坂城の言葉に甘えてシャワーを浴びて支度を済ませ、ふたりで家を出る。颯馬が「歩くのがちょっと大変」と零したので坂城が車を出してくれ、朝食のついでにどこかへ行こうということになった。
坂城のマンションから車で五分程走った場所にあるカフェで遅い朝食を摂り、再び車に乗り込んで夏の日差しに溢れた街中を走り抜ける。煙草を咥えて窓を開けた坂城が、前方を見つめながら口を開いた。
「どこ行きたい?」
「んー……」
「観たい映画とかないの?」
「……今はあんまり。それよりも先生が行きたいとこに行きたい」
颯馬が言うと、坂城がちらりと視線を向けた。
「俺?」
「うん、だっていつも俺の行きたいとことか、俺のしたいことに先生が付き合ってくれてるだろ。今だって朝ごはん、俺が食べたいもの食べさせてくれたし」
「いや、おまえに合わせてるってつもりは俺にないんだけどね」
カチリと坂城がライターで火を点け、煙草の煙を吐きながら言った。颯馬は緩く首を振る。
「そうかもしれないけど、でもたまには先生がしたいことを一緒にしたい」
初めてのデートでどこへ行こうか悩んでいた日のことを思い出した。颯馬の経験値では遊園地やカラオケなどしか思い浮かばなくて困ったのだ。颯馬から見たら坂城は大人で、自分とは何もかもがかけ離れているような気がしている。颯馬のような子供が楽しいと思うことは既に全部経験済みで、大人には大人だけの楽しみがあるはずだ。
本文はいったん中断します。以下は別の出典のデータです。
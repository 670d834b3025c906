//! Small schema builders for tests that need a runnable workflow without
//! hand-writing a full `WorkflowNode`/`WorkflowEdge` literal every time.

use crate::schema::{Metadata, NodeData, WorkflowEdge, WorkflowNode, WorkflowSchema};

/// A node with every optional `NodeData` field left empty, for tests that
/// only care about id/kind/wiring.
pub fn bare_node(id: &str, kind: &str) -> WorkflowNode {
    WorkflowNode {
        id: id.to_string(),
        node_kind: kind.to_string(),
        position: None,
        data: NodeData {
            node_type: kind.to_string(),
            label: None,
            inputs: vec![],
            outputs: vec![],
            continue_on_failure: false,
            script: None,
            commands: None,
            script_file: None,
            script_args: None,
            path: None,
            prompt: None,
            runner: None,
            model: None,
            prompt_files: None,
            output_schema: None,
            trigger_kind: None,
            cron_expression: None,
            idle_minutes: None,
            workflow_path: None,
            max_iterations: None,
            dock_slots: None,
            value_type: None,
            value: None,
            code: None,
            file: None,
        },
        parent_id: None,
        extent: None,
        style: None,
    }
}

pub fn edge(id: &str, source: &str, source_output: &str, target: &str, target_input: &str) -> WorkflowEdge {
    WorkflowEdge {
        id: id.to_string(),
        source: source.to_string(),
        target: target.to_string(),
        source_handle: Some(format!("output:{source_output}")),
        target_handle: Some(format!("input:{target_input}")),
    }
}

/// Two `shell` nodes wired source -> target by a single edge, the
/// smallest schema the Scheduler can run end to end.
pub fn two_node_chain() -> WorkflowSchema {
    WorkflowSchema {
        version: 1,
        metadata: Metadata { name: "fixture".into(), description: None, root_directory: None },
        nodes: vec![bare_node("n1", "shell"), bare_node("n2", "shell")],
        edges: vec![edge("e1", "n1", "stdout", "n2", "text")],
    }
}
//! Route wiring: a `web::scope().configure(...)` composition over the
//! endpoints this engine exposes.

mod events;
mod health;
mod workflows;

use actix_web::web;

pub fn init_routes(cfg: &mut web::ServiceConfig) {
    cfg.service(web::scope("").configure(health::configure).configure(workflows::configure).configure(events::configure));
}
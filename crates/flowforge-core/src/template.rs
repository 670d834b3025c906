//! Template Resolver: pure string substitution for `{{ input }}`,
//! `{{ inputs.name }}`, and `{{ nodeRef.output }}` references.
//!
//! Applied to the `script`, `commands[]`, `prompt`, `path`, `scriptFile`,
//! and `scriptArgs` fields before a node executor runs. Unknown
//! references are left literally unchanged; this function never fails.

use crate::context::ExecutionContext;
use once_cell::sync::Lazy;
use regex::Regex;
use serde_json::Value;
use std::collections::HashMap;

static TEMPLATE_RE: Lazy<Regex> = Lazy::new(|| Regex::new(r"\{\{\s*([^}]+?)\s*\}\}").unwrap());

/// Substitute every `{{ ... }}` reference in `text`.
///
/// - `{{ input }}` resolves against the single entry named `input` in
///   `inputs`.
/// - `{{ inputs.<name> }}` resolves the named entry in `inputs`.
/// - `{{ <nodeRef>.<port> }}` resolves against `context`'s recorded
///   outputs, where `nodeRef` is a node id or normalized label.
///
/// Non-string values are JSON-encoded when substituted. A reference that
/// cannot be resolved is left exactly as written.
pub fn resolve(text: &str, context: &ExecutionContext, inputs: &HashMap<String, Value>) -> String {
    TEMPLATE_RE
        .replace_all(text, |caps: &regex::Captures| {
            let reference = caps[1].trim();
            match resolve_reference(reference, context, inputs) {
                Some(value) => value_to_string(&value),
                None => caps[0].to_string(),
            }
        })
        .into_owned()
}

fn resolve_reference(reference: &str, context: &ExecutionContext, inputs: &HashMap<String, Value>) -> Option<Value> {
    if reference == "input" {
        return inputs.get("input").cloned();
    }
    if let Some(name) = reference.strip_prefix("inputs.") {
        return inputs.get(name).cloned();
    }
    let (node_ref, port) = reference.split_once('.')?;
    let node_id = context.resolve_ref(node_ref)?;
    context.get_output(node_id, port).cloned()
}

fn value_to_string(value: &Value) -> String {
    match value {
        Value::String(s) => s.clone(),
        other => other.to_string(),
    }
}

/// Apply [`resolve`] to every template-bearing field of a node, returning
/// the resolved values without mutating the schema (the schema is
/// immutable once loaded).
pub struct ResolvedFields {
    pub script: Option<String>,
    pub commands: Option<Vec<String>>,
    pub prompt: Option<String>,
    pub path: Option<String>,
    pub script_file: Option<String>,
    pub script_args: Option<Vec<String>>,
}

pub fn resolve_node_fields(
    data: &crate::schema::NodeData,
    context: &ExecutionContext,
    inputs: &HashMap<String, Value>,
) -> ResolvedFields {
    ResolvedFields {
        script: data.script.as_deref().map(|s| resolve(s, context, inputs)),
        commands: data
            .commands
            .as_ref()
            .map(|cs| cs.iter().map(|c| resolve(c, context, inputs)).collect()),
        prompt: data.prompt.as_deref().map(|s| resolve(s, context, inputs)),
        path: data.path.as_deref().map(|s| resolve(s, context, inputs)),
        script_file: data.script_file.as_deref().map(|s| resolve(s, context, inputs)),
        script_args: data
            .script_args
            .as_ref()
            .map(|args| args.iter().map(|a| resolve(a, context, inputs)).collect()),
    }
}

#[cfg(test)]
mod tests {
    use super::*;

    #[test]
    fn identity_on_strings_without_templates() {
        let ctx = ExecutionContext::new(HashMap::new());
        assert_eq!(resolve("echo hi", &ctx, &HashMap::new()), "echo hi");
    }

    #[test]
    fn resolves_bare_input() {
        let ctx = ExecutionContext::new(HashMap::new());
        let inputs = HashMap::from([("input".to_string(), Value::String("abc".into()))]);
        assert_eq!(resolve("{{ input }}", &ctx, &inputs), "abc");
    }

    #[test]
    fn resolves_named_input() {
        let ctx = ExecutionContext::new(HashMap::new());
        let inputs = HashMap::from([("name".to_string(), Value::String("world".into()))]);
        assert_eq!(resolve("hello {{ inputs.name }}", &ctx, &inputs), "hello world");
    }

    #[test]
    fn resolves_node_ref_by_id_and_label() {
        let mut ctx = ExecutionContext::new(HashMap::new());
        ctx.record_output("n1", HashMap::from([("stdout".to_string(), Value::String("abc".into()))]));
        ctx.register_label("a".to_string(), "n1".to_string());
        assert_eq!(resolve("got {{ n1.stdout }}", &ctx, &HashMap::new()), "got abc");
        assert_eq!(resolve("got {{ a.stdout }}", &ctx, &HashMap::new()), "got abc");
    }

    #[test]
    fn leaves_unknown_references_literal() {
        let ctx = ExecutionContext::new(HashMap::new());
        assert_eq!(resolve("{{ ghost.stdout }}", &ctx, &HashMap::new()), "{{ ghost.stdout }}");
    }

    #[test]
    fn json_encodes_non_string_values() {
        let mut ctx = ExecutionContext::new(HashMap::new());
        ctx.record_output("n1", HashMap::from([("count".to_string(), serde_json::json!(3))]));
        assert_eq!(resolve("{{ n1.count }}", &ctx, &HashMap::new()), "3");
    }
}
//! Workspace operations: `init`, `add`, `remove`, `list` — thin wrappers
//! over [`HistoryStore`]'s registered-workspaces list, plus `init`'s
//! one-time home-directory bootstrap.

use flowforge_core::error::Result;
use flowforge_core::{EngineConfig, HistoryStore};
use std::path::PathBuf;

pub async fn init(config: EngineConfig) -> Result<()> {
    tokio::fs::create_dir_all(config.runs_dir()).await?;
    if tokio::fs::metadata(config.history_index_path()).await.is_err() {
        tokio::fs::write(config.history_index_path(), b"{}").await?;
    }
    if tokio::fs::metadata(config.workspaces_path()).await.is_err() {
        tokio::fs::write(config.workspaces_path(), b"[]").await?;
    }
    println!("initialized {}", config.home.display());
    Ok(())
}

pub async fn add(config: EngineConfig, path: PathBuf) -> Result<()> {
    let canonical = tokio::fs::canonicalize(&path).await.unwrap_or(path);
    let history = HistoryStore::new(&config);
    history.register_workspace(&canonical.to_string_lossy()).await?;
    println!("registered {}", canonical.display());
    Ok(())
}

pub async fn remove(config: EngineConfig, path: PathBuf) -> Result<()> {
    let canonical = tokio::fs::canonicalize(&path).await.unwrap_or(path);
    let history = HistoryStore::new(&config);
    history.remove_workspace(&canonical.to_string_lossy()).await?;
    println!("removed {}", canonical.display());
    Ok(())
}

pub async fn list(config: EngineConfig) -> Result<()> {
    let history = HistoryStore::new(&config);
    for workspace in history.registered_workspaces().await? {
        println!("{workspace}");
    }
    Ok(())
}
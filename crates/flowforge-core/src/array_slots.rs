//! Array-input slot maintenance: a pure helper shared by the (external)
//! editor and the Input Resolver. Array ports always expose exactly one
//! trailing empty slot; see the array invariant in the testable
//! properties.

use crate::schema::{HandleRemap, PortDefinition, WorkflowEdge};

fn slot_name(parent: &str, index: usize) -> String {
    format!("{parent}[{index}]")
}

/// Replace every `array=true` port with its first slot, `name[0]`.
pub fn expand(inputs: &[PortDefinition]) -> Vec<PortDefinition> {
    inputs
        .iter()
        .map(|port| {
            if !port.array {
                return port.clone();
            }
            let mut slot = port.clone();
            slot.name = slot_name(&port.name, 0);
            slot.array = false;
            slot.array_parent = Some(port.name.clone());
            slot.array_index = Some(0);
            slot
        })
        .collect()
}

/// If the handle just connected is the highest-index slot of its array,
/// append a fresh empty trailing slot.
pub fn on_connect(inputs: &[PortDefinition], connected_handle: &str) -> Vec<PortDefinition> {
    let Some(connected) = inputs.iter().find(|p| p.name == connected_handle) else {
        return inputs.to_vec();
    };
    let Some(parent) = connected.array_parent.clone() else {
        return inputs.to_vec();
    };
    let highest = inputs
        .iter()
        .filter(|p| p.array_parent.as_deref() == Some(parent.as_str()))
        .filter_map(|p| p.array_index)
        .max()
        .unwrap_or(0);
    let connected_index = connected.array_index.unwrap_or(0);
    if connected_index != highest {
        return inputs.to_vec();
    }

    let mut next = inputs.to_vec();
    let mut new_slot = connected.clone();
    new_slot.name = slot_name(&parent, highest + 1);
    new_slot.array_index = Some(highest + 1);
    next.push(new_slot);
    next
}

/// Renumber connected slots of every array port contiguously from 0,
/// preserving order, append exactly one trailing empty slot, and return a
/// map of old handle id to new handle id (`input:<old>` -> `input:<new>`)
/// for the caller to apply to edges.
pub fn cleanup(inputs: &[PortDefinition], edges: &[WorkflowEdge]) -> (Vec<PortDefinition>, HandleRemap) {
    let connected_names: std::collections::HashSet<String> = edges
        .iter()
        .filter_map(|e| e.target_handle.as_deref())
        .filter_map(|h| h.strip_prefix("input:"))
        .map(|s| s.to_string())
        .collect();

    let mut result = Vec::new();
    let mut remap = HandleRemap::new();

    let mut parents: Vec<String> = inputs
        .iter()
        .filter_map(|p| p.array_parent.clone())
        .collect();
    parents.sort();
    parents.dedup();

    let non_array: Vec<PortDefinition> = inputs.iter().filter(|p| p.array_parent.is_none()).cloned().collect();
    result.extend(non_array);

    for parent in parents {
        let mut slots: Vec<&PortDefinition> = inputs
            .iter()
            .filter(|p| p.array_parent.as_deref() == Some(parent.as_str()))
            .collect();
        slots.sort_by_key(|p| p.array_index.unwrap_or(0));

        let connected: Vec<&PortDefinition> = slots
            .iter()
            .filter(|p| connected_names.contains(&p.name))
            .copied()
            .collect();

        for (new_index, old) in connected.iter().enumerate() {
            let new_name = slot_name(&parent, new_index);
            if old.name != new_name {
                remap.insert(format!("input:{}", old.name), format!("input:{new_name}"));
            }
            let mut slot = (*old).clone();
            slot.name = new_name;
            slot.array_index = Some(new_index);
            result.push(slot);
        }

        let trailing_index = connected.len();
        let template = slots.first().copied().cloned().unwrap_or_else(|| PortDefinition::new(&parent, crate::schema::ValueType::Any));
        let mut trailing = template;
        trailing.name = slot_name(&parent, trailing_index);
        trailing.array_parent = Some(parent.clone());
        trailing.array_index = Some(trailing_index);
        trailing.required = false;
        trailing.default = None;
        result.push(trailing);
    }

    (result, remap)
}

#[cfg(test)]
mod tests {
    use super::*;
    use crate::schema::ValueType;

    fn array_port(name: &str) -> PortDefinition {
        let mut p = PortDefinition::new(name, ValueType::String);
        p.array = true;
        p
    }

    fn edge_to(handle: &str) -> WorkflowEdge {
        WorkflowEdge {
            id: format!("e-{handle}"),
            source: "src".into(),
            target: "tgt".into(),
            source_handle: Some("output:value".into()),
            target_handle: Some(format!("input:{handle}")),
        }
    }

    #[test]
    fn expand_creates_single_zero_slot() {
        let expanded = expand(&[array_port("values")]);
        assert_eq!(expanded.len(), 1);
        assert_eq!(expanded[0].name, "values[0]");
        assert_eq!(expanded[0].array_parent.as_deref(), Some("values"));
        assert_eq!(expanded[0].array_index, Some(0));
    }

    #[test]
    fn on_connect_appends_slot_only_when_highest_connected() {
        let expanded = expand(&[array_port("values")]);
        let after = on_connect(&expanded, "values[0]");
        assert_eq!(after.len(), 2);
        assert_eq!(after[1].name, "values[1]");

        // connecting a non-highest slot does not append again
        let after2 = on_connect(&after, "values[0]");
        assert_eq!(after2.len(), 2);
    }

    #[test]
    fn cleanup_renumbers_and_preserves_trailing_invariant() {
        let mut inputs = expand(&[array_port("values")]);
        inputs = on_connect(&inputs, "values[0]");
        inputs = on_connect(&inputs, "values[1]");
        // now slots [0,1,2]; connect 0 and 1, leave edge on 0 only after removing edge on... simulate: edges on [0] and [1]
        let edges = vec![edge_to("values[0]"), edge_to("values[1]")];
        let (after, _remap) = cleanup(&inputs, &edges);
        let parent_slots: Vec<_> = after.iter().filter(|p| p.array_parent.as_deref() == Some("values")).collect();
        let connected = parent_slots.iter().filter(|p| edges.iter().any(|e| e.target_handle == Some(format!("input:{}", p.name)))).count();
        assert_eq!(connected + 1, parent_slots.len());
    }

    #[test]
    fn cleanup_remaps_edge_after_removing_earlier_connection() {
        let mut inputs = expand(&[array_port("values")]);
        inputs = on_connect(&inputs, "values[0]");
        inputs = on_connect(&inputs, "values[1]");
        // edge originally on slot 1 only (slot 0's edge was removed)
        let edges = vec![edge_to("values[1]")];
        let (after, remap) = cleanup(&inputs, &edges);
        assert_eq!(remap.get("input:values[1]"), Some(&"input:values[0]".to_string()));
        let parent_slots: Vec<_> = after.iter().filter(|p| p.array_parent.as_deref() == Some("values")).collect();
        assert_eq!(parent_slots.len(), 2);
        assert!(parent_slots.iter().any(|p| p.name == "values[0]"));
        assert!(parent_slots.iter().any(|p| p.name == "values[1]"));
        assert!(!parent_slots.iter().any(|p| p.name == "values[2]"));
    }

    #[test]
    fn cleanup_is_idempotent() {
        let inputs = expand(&[array_port("values")]);
        let edges: Vec<WorkflowEdge> = vec![];
        let (once, _) = cleanup(&inputs, &edges);
        let (twice, _) = cleanup(&once, &edges);
        assert_eq!(once.len(), twice.len());
        assert_eq!(once[0].name, twice[0].name);
    }
}
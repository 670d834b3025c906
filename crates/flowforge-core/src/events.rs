//! The typed execution event stream. The Scheduler is the sole producer;
//! the HTTP/SSE surface and the history recorder are thin consumers. See
//! the event ordering rules in the concurrency model.

use crate::context::NodeResult;
use serde::{Deserialize, Serialize};
use tokio::sync::mpsc;

#[derive(Debug, Clone, Serialize, Deserialize)]
#[serde(tag = "type", rename_all = "kebab-case")]
pub enum ExecutionEvent {
    NodeStart { node_id: String, timestamp: chrono::DateTime<chrono::Utc> },
    NodeOutput { node_id: String, chunk: String, timestamp: chrono::DateTime<chrono::Utc> },
    NodeComplete { node_id: String, result: NodeResult, timestamp: chrono::DateTime<chrono::Utc> },
    EdgeExecuted { edge_id: String, source_node_id: String, timestamp: chrono::DateTime<chrono::Utc> },
    IterationStart { loop_id: String, iteration: u32, timestamp: chrono::DateTime<chrono::Utc> },
    IterationComplete { loop_id: String, iteration: u32, success: bool, timestamp: chrono::DateTime<chrono::Utc> },
    WorkflowComplete { success: bool, error: Option<String>, timestamp: chrono::DateTime<chrono::Utc> },
}

impl ExecutionEvent {
    pub fn node_start(node_id: impl Into<String>) -> Self {
        ExecutionEvent::NodeStart { node_id: node_id.into(), timestamp: chrono::Utc::now() }
    }

    pub fn node_output(node_id: impl Into<String>, chunk: impl Into<String>) -> Self {
        ExecutionEvent::NodeOutput { node_id: node_id.into(), chunk: chunk.into(), timestamp: chrono::Utc::now() }
    }

    pub fn node_complete(node_id: impl Into<String>, result: NodeResult) -> Self {
        ExecutionEvent::NodeComplete { node_id: node_id.into(), result, timestamp: chrono::Utc::now() }
    }

    pub fn edge_executed(edge_id: impl Into<String>, source_node_id: impl Into<String>) -> Self {
        ExecutionEvent::EdgeExecuted {
            edge_id: edge_id.into(),
            source_node_id: source_node_id.into(),
            timestamp: chrono::Utc::now(),
        }
    }

    pub fn iteration_start(loop_id: impl Into<String>, iteration: u32) -> Self {
        ExecutionEvent::IterationStart { loop_id: loop_id.into(), iteration, timestamp: chrono::Utc::now() }
    }

    pub fn iteration_complete(loop_id: impl Into<String>, iteration: u32, success: bool) -> Self {
        ExecutionEvent::IterationComplete {
            loop_id: loop_id.into(),
            iteration,
            success,
            timestamp: chrono::Utc::now(),
        }
    }

    pub fn workflow_complete(success: bool, error: Option<String>) -> Self {
        ExecutionEvent::WorkflowComplete { success, error, timestamp: chrono::Utc::now() }
    }
}

/// Handle to the single producer side of a run's event channel. Sending
/// blocks when the channel is full, trading backpressure for completeness
/// of the history record — see the streaming design note.
#[derive(Clone)]
pub struct EventSink {
    tx: mpsc::Sender<ExecutionEvent>,
}

impl EventSink {
    pub fn new(tx: mpsc::Sender<ExecutionEvent>) -> Self {
        Self { tx }
    }

    pub async fn emit(&self, event: ExecutionEvent) {
        // A receiver dropping mid-run (e.g. an SSE client disconnecting)
        // must not abort the run itself, so a closed channel is ignored.
        let _ = self.tx.send(event).await;
    }
}

/// Create a bounded event channel. `capacity` should be generous enough
/// that ordinary bursts (a batch of parallel node-start events) don't
/// stall node tasks on backpressure.
pub fn channel(capacity: usize) -> (EventSink, mpsc::Receiver<ExecutionEvent>) {
    let (tx, rx) = mpsc::channel(capacity);
    (EventSink::new(tx), rx)
}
そろそろ知りたい。知らなければいけない気がする。これからも坂城の傍にい続けるためにも。
「……俺がしたいこと、ねぇ……」
「何かない? 大人の遊び」
ふ、と坂城が吹き出した。
「大人の遊びっておまえな。まあ、でも、やりたいことはある」
「何!?」
「とりあえず連れてくから、颯馬は大人しく俺についてきなさい」
わかった、と返事をすると、坂城が満足そうに唇の端を引き上げて笑った。